原:彼もポテンシャルの高いランナーなんですけど、この1年間は故障に悩まされた時期がありまして。12月中旬ぐらいまでは、出走すらできないぐらいの足の状態で、彼は(箱根駅伝まで)5日前ぐらいからようやく“いけます”というぐらい悪かったんです。それでも、太田にしても岸本にしても、最後はきっちり仕上げてくれました。

藤木:そうだったんですね。だとしたら、今回の箱根駅伝のオーダーは、ギリギリまで決め切れない状態だったということでしょうか?

原:今になって私のメモを見返してみると、12月に考えたオーダーと実際のオーダーが、1区間も合っていないですね(笑)。実は、近藤選手は1区へ持っていって、ぶっちぎりで突っ走ろうかなと想定していたんです。理想を言えば、1区は近藤、2区は岸本で行きたかったんですけどね。

◆記念すべき100回大会に向けて

藤木:来年の箱根駅伝は、記念すべき100回大会になります。新チームは始動されているんでしょうか?

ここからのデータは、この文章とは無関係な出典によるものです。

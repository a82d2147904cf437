pub mod elevenlabs;
pub mod generator;

pub use elevenlabs::ElevenLabsGenerator;
pub use generator::{SpeechGenerator, TransportError};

原:はい。優勝した後は、わりとのんびりして、集合練習もそんなに早くからはやらないのですが、今年は3位という成績で終わりましたので、もう1月4日(水)から始動をしています。

藤木:(箱根駅伝の)次の日じゃないですか!

原:さすがに朝練習は集合しませんでしたけど(笑)。4日から練習を開始してミーティングで意識づけをしましたね。

藤木:最後に、来年の箱根駅伝で、青山学院大学はどのように進化した姿を見せてくれますか?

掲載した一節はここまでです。